DESCRIPTION OF SYMBOLS 1 Shooting system 10 Dark box 12 Case 14 Door 16 Stage 18 Hollow part 20 Shooting part 22 Lens part 24 Incident light source part 26 Transmission light source part 50 Subject observation monitor 100 Imaging control apparatus 102 Control apparatus main body 104 Input part 106 Display part 108 Image Processing unit 110 Imaging target light information acquisition unit 112 Exposure time calculation unit 114 Control unit 115 Display control unit 116 Reagent information acquisition unit

Claims (11)

A shooting unit for shooting a subject multiple times sequentially;
A shooting target light information acquisition unit for acquiring information of light of the shooting target;
Based on the information of the light acquired by the imaging target light information acquisition unit, the calculation method of the exposure time of the imaging according to the temporal characteristics of the light is selected, and the calculation method of the selected exposure time is used. An exposure time calculation unit for calculating each exposure time for each photographing,
The photographing apparatus, wherein the photographing unit performs the photographing based on each exposure time for each photographing calculated by the exposure time calculating unit. An image processing unit for adding the sequentially captured images;
The imaging apparatus according to claim 1, further comprising: a display control unit that displays the added image added in the image processing unit.   When the light to be imaged is chemiluminescence, the exposure time calculation unit performs integration of a function representing the temporal characteristics of the chemiluminescence, and the integral value in each imaging is equal for each imaging. The photographing apparatus according to claim 1, wherein each exposure time is calculated.   The photographing apparatus according to claim 3, wherein the function is an exponential function.   5. The photographing apparatus according to claim 1, wherein when the light to be photographed is fluorescent, the exposure time calculation unit sets the same exposure time for each photographing. A reagent information acquisition unit for acquiring information of a reagent used in photographing the subject;
The exposure time calculation unit selects a calculation method for the exposure time of the imaging based on the light information and the reagent information, and uses the selected exposure time calculation method for each exposure time for each imaging.
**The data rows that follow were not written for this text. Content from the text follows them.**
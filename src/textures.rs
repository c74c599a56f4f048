//! Particle sprite texture.
//!
//! Point sprites sample this texture when texturing is toggled on (`T`). A
//! sprite can be loaded from an image file or generated procedurally; without
//! `--texture` a soft round disc is used.
//!
//! # Supported Formats
//!
//! - PNG (recommended)
//! - JPEG

use std::path::Path;

use image::error::{ImageError, LimitError, LimitErrorKind};

use crate::error::{ParticleSystemError, Result};

/// RGBA8 image sampled by the fragment shader with linear filtering.
#[derive(Debug, Clone, PartialEq)]
pub struct SpriteTexture {
    /// Raw RGBA pixel data (width * height * 4 bytes).
    pub data: Vec<u8>,
    pub width: u32,
    pub height: u32,
}

/// Byte length of a `width` x `height` RGBA8 image, or `None` if it does not
/// fit in `usize`.
pub fn rgba_len(width: u32, height: u32) -> Option<usize> {
    (width as usize)
        .checked_mul(height as usize)?
        .checked_mul(4)
}

fn checked_rgba_len(path: &Path, width: u32, height: u32) -> Result<usize> {
    rgba_len(width, height).ok_or_else(|| ParticleSystemError::TextureDecode {
        path: path.to_path_buf(),
        source: ImageError::Limits(LimitError::from_kind(LimitErrorKind::DimensionError)),
    })
}

impl SpriteTexture {
    /// Create a sprite from raw RGBA data.
    ///
    /// # Panics
    ///
    /// Panics if `data` is not exactly `width * height * 4` bytes.
    pub fn from_rgba(data: Vec<u8>, width: u32, height: u32) -> Self {
        assert_eq!(
            Some(data.len()),
            rgba_len(width, height),
            "RGBA data size mismatch"
        );
        Self {
            data,
            width,
            height,
        }
    }

    /// Load a sprite from an image file.
    ///
    /// An unreadable file is a [`ParticleSystemError::ResourceIo`], a file
    /// that is not a decodable image (or too large to address) a
    /// [`ParticleSystemError::TextureDecode`].
    pub fn from_file<P: AsRef<Path>>(path: P) -> Result<Self> {
        let path = path.as_ref();
        let bytes = std::fs::read(path).map_err(|source| ParticleSystemError::ResourceIo {
            path: path.to_path_buf(),
            source,
        })?;
        let img = image::load_from_memory(&bytes)
            .map_err(|source| ParticleSystemError::TextureDecode {
                path: path.to_path_buf(),
                source,
            })?
            .into_rgba8();
        let (width, height) = img.dimensions();
        checked_rgba_len(path, width, height)?;
        log::info!("Loaded sprite {} ({width}x{height})", path.display());
        Ok(Self::from_rgba(img.into_raw(), width, height))
    }

    /// White disc whose alpha falls off smoothly towards the rim.
    pub fn soft_disc(size: u32) -> Self {
        let size = size.max(1);
        let mut data = Vec::with_capacity(rgba_len(size, size).unwrap_or(0));
        let center = (size as f32 - 1.0) * 0.5;
        let radius = (size as f32 * 0.5).max(f32::EPSILON);
        for y in 0..size {
            for x in 0..size {
                let dx = (x as f32 - center) / radius;
                let dy = (y as f32 - center) / radius;
                let d = (dx * dx + dy * dy).sqrt().min(1.0);
                // smoothstep(1, 0, d)
                let t = 1.0 - d;
                let alpha = t * t * (3.0 - 2.0 * t);
                data.extend_from_slice(&[255, 255, 255, (alpha * 255.0).round() as u8]);
            }
        }
        Self::from_rgba(data, size, size)
    }
}

#[cfg(test)]
mod tests {
    use super::*;

    #[test]
    fn test_soft_disc_shape() {
        let tex = SpriteTexture::soft_disc(32);
        assert_eq!(tex.data.len(), 32 * 32 * 4);
        let alpha = |x: u32, y: u32| tex.data[((y * 32 + x) * 4 + 3) as usize];
        assert!(alpha(16, 16) > 240);
        assert_eq!(alpha(0, 0), 0);
        assert!(alpha(16, 16) > alpha(24, 16));
    }

    #[test]
    fn test_missing_file_is_resource_io() {
        let err = SpriteTexture::from_file("definitely/not/here.png").unwrap_err();
        assert!(matches!(err, ParticleSystemError::ResourceIo { .. }));
        assert_eq!(err.category(), "I/O error");
    }

    #[test]
    fn test_garbage_file_is_decode_error() {
        let path = std::env::temp_dir().join("particle_interop_not_an_image.png");
        std::fs::write(&path, b"this is not a png").unwrap();
        let err = SpriteTexture::from_file(&path).unwrap_err();
        std::fs::remove_file(&path).ok();
        assert!(matches!(err, ParticleSystemError::TextureDecode { .. }));
    }

    #[test]
    fn test_rgba_len_does_not_wrap() {
        assert_eq!(rgba_len(4, 2), Some(32));
        // Overflows u32 arithmetic but not usize
        #[cfg(target_pointer_width = "64")]
        assert_eq!(rgba_len(70_000, 70_000), Some(19_600_000_000));
        assert_eq!(rgba_len(u32::MAX, u32::MAX), None);
    }

    #[test]
    fn test_oversized_dimensions_are_decode_errors() {
        let err = checked_rgba_len(Path::new("huge.png"), u32::MAX, u32::MAX).unwrap_err();
        assert!(matches!(err, ParticleSystemError::TextureDecode { .. }));
        assert_eq!(err.category(), "I/O error");
        assert!(err.to_string().contains("huge.png"));
    }

    #[test]
    #[should_panic(expected = "RGBA data size mismatch")]
    fn test_from_rgba_rejects_short_data() {
        SpriteTexture::from_rgba(vec![0; 12], 2, 2);
    }

    #[test]
    fn test_png_round_trip_through_file() {
        let path = std::env::temp_dir().join("particle_interop_sprite.png");
        let img = image::RgbaImage::from_pixel(4, 2, image::Rgba([10, 20, 30, 40]));
        img.save(&path).unwrap();

        let tex = SpriteTexture::from_file(&path).unwrap();
        std::fs::remove_file(&path).ok();
        assert_eq!((tex.width, tex.height), (4, 2));
        assert_eq!(&tex.data[..4], &[10, 20, 30, 40]);
    }
}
The imaging device according to claim 1, wherein the imaging device is calculated.   The imaging apparatus according to claim 6, wherein the exposure time calculation unit includes a table in which the light information and the reagent information are associated with a calculation method of the exposure time of the imaging. The photographing unit performs pre-photographing before the sequential photographing,
The imaging device according to claim 1, wherein the exposure time calculation unit determines each exposure time for each imaging based on an image acquired by the pre-imaging.   The exposure time calculation unit calculates each exposure time for each shooting in which an added value of the signal increase amount of each image in each shooting or the signal increase amount of each image in each shooting becomes a preset target signal amount. The photographing apparatus according to claim 8.   The photographing apparatus according to claim 2, wherein the display control unit displays a total photographing time obtained by adding all the photographing exposure times. In the shooting method of shooting a subject multiple times sequentially,
Obtaining light information of the object to be photographed;
Based on the acquired light information, a method for calculating the exposure time of the photographing according to the temporal characteristics of the light is selected, and each exposure time for each photographing is calculated using the selected method for calculating the exposure time. And
An imaging method characterized in that the imaging is performed based on the calculated exposure times for each imaging.